Die Bewohner der Kanarischen Inseln sind ein Mischvolk von Spaniern und den eingeborenen Guanchen, versetzt mit normannischem, flandrischem und arabischem Blut.
Über die Herkunft der Guanchen ist wenig bekannt. Vermutlich waren es Wüstenbewohner der Sahara, die vor ca. 3000 Jahren auf die Inseln einwanderten. Auch wird eine Besiedlung aus Südwesteuropa vermutet, darauf deuten noch heute die Hellhäutigkeit mancher Kanarier hin.
Vermutet wird auch, dass die Phönizier auf der Suche nach neuen Handelswegen etwa vor 1.100 Jahren die Inseln besuchten und sich teilweise dort niederliesen. (""Die Phönizier waren ein semitisches Volk des Altertums, das hauptsächlich in Phönizien im Bereich des jetzigen Libanons und Syriens an der Mittelmeerküste lebte."")
Die Eroberung durch die Spanier begann im Jahre 1402 unter Jean de Bethancourt auf Lanzarote und endete 1495 unter Alfonso Fernandez de Lugo auf Teneriffa. Durch die Missionierung durch spanische Mönche, wurde das kulturelle Erbe der Guanchen vernichtet. Die Ethnie wurde ausgerottet.
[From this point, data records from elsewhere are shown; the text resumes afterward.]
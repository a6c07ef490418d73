use std::sync::Arc;

use anyhow::{Error, Result};
use async_trait::async_trait;
use chrono::{DateTime, NaiveDate};
use serde::{Deserialize, Serialize};

use super::{failure, parse_args};
use crate::core::Lookup;
use crate::google::CalendarClient;
use crate::google::gcal::{Event, EventPatch, EventTime, NewEvent};
use crate::openai::{Function, Parameters, Property, ToolCall, ToolType};

const DEFAULT_COUNT: u32 = 10;

/// `dd/mm/YYYY HH:MM` for date-times, `dd/mm/YYYY` for all-day dates.
/// Unparseable values are shown as-is.
pub fn format_event_time(time: &EventTime) -> Option<String> {
    if let Some(date_time) = &time.date_time {
        return Some(
            DateTime::parse_from_rfc3339(date_time)
                .map(|dt| dt.format("%d/%m/%Y %H:%M").to_string())
                .unwrap_or_else(|_| date_time.clone()),
        );
    }
    time.date.as_ref().map(|date| {
        NaiveDate::parse_from_str(date, "%Y-%m-%d")
            .map(|d| d.format("%d/%m/%Y").to_string())
            .unwrap_or_else(|_| date.clone())
    })
}

fn format_event(event: &Event) -> String {
    let mut out = format!(
        "  - {}\n",
        event.summary.as_deref().unwrap_or("Untitled")
    );
    if let Some(start) = event.start.as_ref().and_then(format_event_time) {
        out.push_str(&format!("    Start:    {}\n", start));
    }
    if let Some(end) = event.end.as_ref().and_then(format_event_time) {
        out.push_str(&format!("    End:      {}\n", end));
    }
    if let Some(location) = event.location.as_deref().filter(|l| !l.is_empty()) {
        out.push_str(&format!("    Location: {}\n", location));
    }
    if let Some(description) = event.description.as_deref().filter(|d| !d.is_empty()) {
        let excerpt: String = description.chars().take(50).collect();
        out.push_str(&format!("    Desc:     {}...\n", excerpt));
    }
    out.push_str(&format!("    ID:       {}\n", event.id));
    out
}

#[derive(Serialize)]
pub struct ListEventsProps {
    pub count: Property,
    pub calendar_id: Property,
}

#[derive(Deserialize)]
pub struct ListEventsArgs {
    pub count: Option<u32>,
    pub calendar_id: Option<String>,
}

#[derive(Serialize)]
pub struct ListCalendarEventsTool {
    pub r#type: ToolType,
    pub function: Function<ListEventsProps>,
    #[serde(skip)]
    client: Arc<CalendarClient>,
}

#[async_trait]
impl ToolCall for ListCalendarEventsTool {
    async fn call(&self, args: &str) -> Result<String, Error> {
        let fn_args: ListEventsArgs = match parse_args(args) {
            Ok(a) => a,
            Err(msg) => return Ok(msg),
        };
        let count = fn_args.count.unwrap_or(DEFAULT_COUNT);
        tracing::info!("Listing {} calendar events", count);

        let events = match self
            .client
            .list_upcoming(fn_args.calendar_id.as_deref(), count)
            .await
        {
            Ok(events) => events,
            Err(e) => return Ok(failure("retrieving events", &e)),
        };
        if events.is_empty() {
            return Ok(String::from("No upcoming events found."));
        }

        let mut out = format!("Upcoming events ({}):\n", events.len());
        for event in &events {
            out.push_str(&format_event(event));
            out.push('\n');
        }
        Ok(out.trim().to_string())
    }

    fn function_name(&self) -> String {
        self.function.name.clone()
    }
}

impl ListCalendarEventsTool {
    pub fn new(client: Arc<CalendarClient>) -> Self {
        let function = Function {
            name: String::from("list_calendar_events"),
            description: String::from("List the next upcoming events of a calendar."),
            parameters: Parameters {
                r#type: String::from("object"),
                properties: ListEventsProps {
                    count: Property::new(
                        "integer",
                        "Number of events to retrieve, between 1 and 100 (default 10).",
                    ),
                    calendar_id: Property::new(
                        "string",
                        "Calendar ID (defaults to the configured calendar).",
                    ),
                },
                required: vec![],
                additional_properties: false,
            },
            strict: false,
        };
        Self {
            r#type: ToolType::Function,
            function,
            client,
        }
    }
}

#[derive(Serialize)]
pub struct CreateEventProps {
    pub summary: Property,
    pub start_time: Property,
    pub end_time: Property,
    pub description: Property,
    pub location: Property,
    pub attendees: Property,
    pub calendar_id: Property,
}

#[derive(Deserialize)]
pub struct CreateEventArgs {
    pub summary: String,
    pub start_time: String,
    pub end_time: String,
    pub description: Option<String>,
    pub location: Option<String>,
    pub attendees: Option<Vec<String>>,
    pub calendar_id: Option<String>,
}

#[derive(Serialize)]
pub struct CreateCalendarEventTool {
    pub r#type: ToolType,
    pub function: Function<CreateEventProps>,
    #[serde(skip)]
    client: Arc<CalendarClient>,
}

#[async_trait]
impl ToolCall for CreateCalendarEventTool {
    async fn call(&self, args: &str) -> Result<String, Error> {
        let fn_args: CreateEventArgs = match parse_args(args) {
            Ok(a) => a,
            Err(msg) => return Ok(msg),
        };
        tracing::info!("Creating calendar event '{}'", fn_args.summary);

        let event = NewEvent {
            summary: fn_args.summary,
            start: fn_args.start_time,
            end: fn_args.end_time,
            description: fn_args.description,
            location: fn_args.location,
            attendees: fn_args.attendees.unwrap_or_default(),
        };
        match self
            .client
            .create_event(fn_args.calendar_id.as_deref(), &event)
            .await
        {
            Ok(created) => Ok(format!(
                "Event '{}' created. ID: {}",
                created.summary.as_deref().unwrap_or(&event.summary),
                created.id
            )),
            Err(e) => Ok(failure("creating the event", &e)),
        }
    }

    fn function_name(&self) -> String {
        self.function.name.clone()
    }
}

impl CreateCalendarEventTool {
    pub fn new(client: Arc<CalendarClient>) -> Self {
        let function = Function {
            name: String::from("create_calendar_event"),
            description: String::from("Create a new calendar event."),
            parameters: Parameters {
                r#type: String::from("object"),
                properties: CreateEventProps {
                    summary: Property::new("string", "Title of the event."),
                    start_time: Property::new(
                        "string",
                        "Start date and time in ISO format, e.g. '2024-07-01T10:00:00'.",
                    ),
                    end_time: Property::new(
                        "string",
                        "End date and time in ISO format, e.g. '2024-07-01T11:00:00'.",
                    ),
                    description: Property::new("string", "Description of the event."),
                    location: Property::new("string", "Where the event takes place."),
                    attendees: Property::string_list("Email addresses of the attendees."),
                    calendar_id: Property::new(
                        "string",
                        "Calendar ID (defaults to the configured calendar).",
                    ),
                },
                required: vec![
                    String::from("summary"),
                    String::from("start_time"),
                    String::from("end_time"),
                ],
                additional_properties: false,
            },
            strict: false,
        };
        Self {
            r#type: ToolType::Function,
            function,
            client,
        }
    }
}

#[derive(Serialize)]
pub struct UpdateEventProps {
    pub event_id: Property,
    pub calendar_id: Property,
    pub summary: Property,
    pub start_time: Property,
    pub end_time: Property,
    pub description: Property,
    pub location: Property,
    pub attendees: Property,
}

#[derive(Deserialize)]
pub struct UpdateEventArgs {
    pub event_id: String,
    pub calendar_id: Option<String>,
    pub summary: Option<String>,
    pub start_time: Option<String>,
    pub end_time: Option<String>,
    pub description: Option<String>,
    pub location: Option<String>,
    pub attendees: Option<Vec<String>>,
}

#[derive(Serialize)]
pub struct UpdateCalendarEventTool {
    pub r#type: ToolType,
    pub function: Function<UpdateEventProps>,
    #[serde(skip)]
    client: Arc<CalendarClient>,
}

#[async_trait]
impl ToolCall for UpdateCalendarEventTool {
    async fn call(&self, args: &str) -> Result<String, Error> {
        let fn_args: UpdateEventArgs = match parse_args(args) {
            Ok(a) => a,
            Err(msg) => return Ok(msg),
        };
        tracing::info!("Updating calendar event {}", fn_args.event_id);

        let patch = EventPatch {
            summary: fn_args.summary,
            start: fn_args.start_time,
            end: fn_args.end_time,
            description: fn_args.description,
            location: fn_args.location,
            attendees: fn_args.attendees,
        };
        if patch.is_empty() {
            return Ok(String::from("No update information provided."));
        }

        match self
            .client
            .update_event(fn_args.calendar_id.as_deref(), &fn_args.event_id, &patch)
            .await
        {
            Ok(Lookup::Found(event)) => Ok(format!(
                "Event '{}' (ID: {}) updated.",
                event.summary.as_deref().unwrap_or("Untitled"),
                fn_args.event_id
            )),
            Ok(Lookup::NotFound) => Ok(format!("Event {} not found.", fn_args.event_id)),
            Err(e) => Ok(failure(
                &format!("updating event {}", fn_args.event_id),
                &e,
            )),
        }
    }

    fn function_name(&self) -> String {
        self.function.name.clone()
    }
}

impl UpdateCalendarEventTool {
    pub fn new(client: Arc<CalendarClient>) -> Self {
        let function = Function {
            name: String::from("update_calendar_event"),
            description: String::from(
                "Update an existing calendar event. Only the fields provided are changed.",
            ),
            parameters: Parameters {
                r#type: String::from("object"),
                properties: UpdateEventProps {
                    event_id: Property::new("string", "ID of the event to update."),
                    calendar_id: Property::new(
                        "string",
                        "Calendar ID (defaults to the configured calendar).",
                    ),
                    summary: Property::new("string", "New title."),
                    start_time: Property::new("string", "New start date and time (ISO format)."),
                    end_time: Property::new("string", "New end date and time (ISO format)."),
                    description: Property::new("string", "New description."),
                    location: Property::new("string", "New location."),
                    attendees: Property::string_list(
                        "New list of attendee email addresses (replaces the existing one).",
                    ),
                },
                required: vec![String::from("event_id")],
                additional_properties: false,
            },
            strict: false,
        };
        Self {
            r#type: ToolType::Function,
            function,
            client,
        }
    }
}

#[derive(Serialize)]
pub struct DeleteEventProps {
    pub event_id: Property,
    pub calendar_id: Property,
}

#[derive(Deserialize)]
pub struct DeleteEventArgs {
    pub event_id: String,
    pub calendar_id: Option<String>,
}

#[derive(Serialize)]
pub struct DeleteCalendarEventTool {
    pub r#type: ToolType,
    pub function: Function<DeleteEventProps>,
    #[serde(skip)]
    client: Arc<CalendarClient>,
}

#[async_trait]
impl ToolCall for DeleteCalendarEventTool {
    async fn call(&self, args: &str) -> Result<String, Error> {
        let fn_args: DeleteEventArgs = match parse_args(args) {
            Ok(a) => a,
            Err(msg) => return Ok(msg),
        };
        tracing::info!("Deleting calendar event {}", fn_args.event_id);

        match self
            .client
            .delete_event(fn_args.calendar_id.as_deref(), &fn_args.event_id)
            .await
        {
            Ok(true) => Ok(format!("Event {} deleted.", fn_args.event_id)),
            Ok(false) => Ok(format!(
                "Event {} not found or already deleted.",
                fn_args.event_id
            )),
            Err(e) => Ok(failure(
                &format!("deleting event {}", fn_args.event_id),
                &e,
            )),
        }
    }

    fn function_name(&self) -> String {
        self.function.name.clone()
    }
}

impl DeleteCalendarEventTool {
    pub fn new(client: Arc<CalendarClient>) -> Self {
        let function = Function {
            name: String::from("delete_calendar_event"),
            description: String::from("Delete a calendar event."),
            parameters: Parameters {
                r#type: String::from("object"),
                properties: DeleteEventProps {
                    event_id: Property::new("string", "ID of the event to delete."),
                    calendar_id: Property::new(
                        "string",
                        "Calendar ID (defaults to the configured calendar).",
                    ),
                },
                required: vec![String::from("event_id")],
                additional_properties: false,
            },
            strict: false,
        };
        Self {
            r#type: ToolType::Function,
            function,
            client,
        }
    }
}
Die Mehrzahl der Kanarier ist in der Landwirtschaft, im Handel und in der Touristikbranche beschäftigt. Die Kanarier sind im allgemeinen höflich und liebenswürdig, gastfreundlich, selbstbewusst (oft stolz) offen und ehrlich, sehr arbeitsam, temperamentvoll und kooperativ. Sie legen wert auf gutes Benehmen, gute Sitten, anständige Kleidung und Geselligkeit.
Die Amtssprache ist das Spanische, mit stark gefärbtem Akzent, der auf den einzelnen Inseln verschieden ist.